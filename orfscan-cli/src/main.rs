//! # orfscan CLI - Motif-Guided ORF Scanner
//!
//! A command-line interface for scanning FASTA files for open reading frames
//! that start near a translation initiation motif.
//!
//! ## Usage
//!
//! ```bash
//! # Write ORFs.fa in the current directory
//! orfscan -i contigs.fasta
//!
//! # GFF3 output to a chosen file
//! orfscan -i contigs.fasta -f gff -o orfs.gff
//!
//! # Looser motif threshold, shorter ORFs, four threads
//! orfscan -i contigs.fasta --threshold 6.5 --min-length 45 -j 4
//! ```
//!
//! ## Options
//!
//! - `-i, --input <FILE>`: Input FASTA file
//! - `-o, --output <FILE>`: Output file (default: ORFs.fa)
//! - `-f, --format <FORMAT>`: Output format: fasta, gff (default: fasta)
//! - `--threshold <SCORE>`: Motif score threshold (default: 7.25)
//! - `--min-length <BP>`: Minimum ORF length (default: 60)
//! - `--window-size <BP>`: Motif window width (default: 13)
//! - `-j, --threads <N>`: Worker threads (default: all cores)
//! - `-q, --quiet`: Only log warnings and errors
//!
//! Logging goes to stderr and honours `RUST_LOG`.

use clap::{Arg, ArgAction, ArgMatches, Command, value_parser};
use orfscan_core::config::{OutputFormat, ScanConfig};
use orfscan_core::constants::{
    DEFAULT_OUTPUT_PATH, DEFAULT_SCORE_THRESHOLD, MIN_ORF_LENGTH, MOTIF_WIDTH,
};
use orfscan_core::output::write_results;
use orfscan_core::results::ScanResults;
use orfscan_core::*;
use std::fs::File;
use std::io::{self, BufWriter};
use tracing::info;
use tracing_subscriber::EnvFilter;

fn cli() -> Command {
    Command::new("orfscan")
        .version(env!("CARGO_PKG_VERSION"))
        .about("Motif-guided open reading frame scanner")
        .arg(
            Arg::new("input")
                .short('i')
                .long("input")
                .value_name("FILE")
                .help("Input FASTA file")
                .required(true),
        )
        .arg(
            Arg::new("output")
                .short('o')
                .long("output")
                .value_name("FILE")
                .help("Output file")
                .default_value(DEFAULT_OUTPUT_PATH),
        )
        .arg(
            Arg::new("format")
                .short('f')
                .long("format")
                .value_name("FORMAT")
                .help("Output format: fasta, gff")
                .default_value("fasta"),
        )
        .arg(
            Arg::new("threshold")
                .long("threshold")
                .value_name("SCORE")
                .help(format!(
                    "Motif score a window must exceed to count as a hit [default: {}]",
                    DEFAULT_SCORE_THRESHOLD
                ))
                .value_parser(value_parser!(f64)),
        )
        .arg(
            Arg::new("min-length")
                .long("min-length")
                .value_name("BP")
                .help(format!("Minimum reported ORF length [default: {}]", MIN_ORF_LENGTH))
                .value_parser(value_parser!(usize)),
        )
        .arg(
            Arg::new("window-size")
                .long("window-size")
                .value_name("BP")
                .help(format!("Motif window width [default: {}]", MOTIF_WIDTH))
                .value_parser(value_parser!(usize)),
        )
        .arg(
            Arg::new("threads")
                .short('j')
                .long("threads")
                .value_name("N")
                .help("Number of worker threads (default: all cores)")
                .value_parser(value_parser!(usize)),
        )
        .arg(
            Arg::new("quiet")
                .short('q')
                .long("quiet")
                .help("Only log warnings and errors")
                .action(ArgAction::SetTrue),
        )
}

fn init_logging(quiet: bool) {
    let default_level = if quiet { "warn" } else { "info" };
    let filter =
        EnvFilter::try_from_default_env().unwrap_or_else(|_| EnvFilter::new(default_level));
    tracing_subscriber::fmt()
        .with_env_filter(filter)
        .with_writer(io::stderr)
        .with_target(false)
        .init();
}

/// Scan settings from the command line; options left out keep the
/// [`ScanConfig`] defaults.
fn scan_config(matches: &ArgMatches, output_format: OutputFormat) -> ScanConfig {
    let mut config = ScanConfig {
        output_format,
        num_threads: matches.get_one::<usize>("threads").copied(),
        ..Default::default()
    };
    if let Some(&window_size) = matches.get_one::<usize>("window-size") {
        config.window_size = window_size;
    }
    if let Some(&threshold) = matches.get_one::<f64>("threshold") {
        config.score_threshold = threshold;
    }
    if let Some(&min_length) = matches.get_one::<usize>("min-length") {
        config.min_orf_length = min_length;
    }
    config
}

/// Main entry point for the orfscan CLI application.
///
/// Parses command-line arguments, scans the input sequences and writes the
/// report in the requested format.
fn main() -> Result<(), Box<dyn std::error::Error>> {
    let matches = cli().get_matches();
    init_logging(matches.get_flag("quiet"));

    let format_name = matches
        .get_one::<String>("format")
        .map_or("fasta", String::as_str);
    let output_format = OutputFormat::from_name(format_name)
        .ok_or_else(|| format!("Invalid output format: {}", format_name))?;

    let config = scan_config(&matches, output_format);
    config.validate()?;

    let input = matches
        .get_one::<String>("input")
        .ok_or("No input file given")?;
    let output = matches
        .get_one::<String>("output")
        .map_or(DEFAULT_OUTPUT_PATH, String::as_str);

    info!(input = %input, "scanning");
    let analyzer = OrfAnalyzer::new(config);
    let results = analyzer.analyze_fasta_file(input)?;

    let mut writer = BufWriter::new(File::create(output)?);
    write_results(&mut writer, &results, analyzer.config.output_format)?;

    info!(
        "Analysis complete! Found {} ORFs ({} truncated) in {} sequences, report written to {}",
        results.iter().map(|r| r.orfs.len()).sum::<usize>(),
        results.iter().map(ScanResults::truncated_count).sum::<usize>(),
        results.len(),
        output
    );

    Ok(())
}

#[cfg(test)]
mod tests {
    use super::*;

    #[test]
    fn test_cli_definition_is_consistent() {
        cli().debug_assert();
    }

    #[test]
    fn test_cli_defaults() {
        let matches = cli().try_get_matches_from(["orfscan", "-i", "in.fa"]).unwrap();
        assert_eq!(
            matches.get_one::<String>("output").map(String::as_str),
            Some("ORFs.fa")
        );
        assert!(!matches.get_flag("quiet"));

        let config = scan_config(&matches, OutputFormat::Fasta);
        assert_eq!(config, ScanConfig::default());
        assert_eq!(config.score_threshold, DEFAULT_SCORE_THRESHOLD);
        assert_eq!(config.min_orf_length, MIN_ORF_LENGTH);
        assert_eq!(config.window_size, MOTIF_WIDTH);
        assert_eq!(config.num_threads, None);
    }

    #[test]
    fn test_cli_overrides_reach_config() {
        let matches = cli()
            .try_get_matches_from([
                "orfscan",
                "-i",
                "in.fa",
                "--threshold",
                "6.5",
                "--min-length",
                "30",
                "-j",
                "2",
            ])
            .unwrap();

        let config = scan_config(&matches, OutputFormat::Gff);
        assert_eq!(config.score_threshold, 6.5);
        assert_eq!(config.min_orf_length, 30);
        assert_eq!(config.num_threads, Some(2));
        assert_eq!(config.output_format, OutputFormat::Gff);
        assert_eq!(config.window_size, MOTIF_WIDTH);
    }

    #[test]
    fn test_help_shows_defaults_from_constants() {
        let help = cli().render_help().to_string();
        assert!(help.contains(&format!("[default: {}]", DEFAULT_SCORE_THRESHOLD)));
        assert!(help.contains(&format!("[default: {}]", MIN_ORF_LENGTH)));
    }

    #[test]
    fn test_cli_requires_input() {
        assert!(cli().try_get_matches_from(["orfscan"]).is_err());
    }

    #[test]
    fn test_cli_rejects_non_numeric_threshold() {
        assert!(
            cli()
                .try_get_matches_from(["orfscan", "-i", "in.fa", "--threshold", "high"])
                .is_err()
        );
    }
}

■ ■ ■ ■

# Task to complete
Look over the material above and show each line where "ArgMatches" appears.

# Task result
use clap::{Arg, ArgAction, ArgMatches, Command, value_parser};
fn scan_config(matches: &ArgMatches, output_format: OutputFormat) -> ScanConfig {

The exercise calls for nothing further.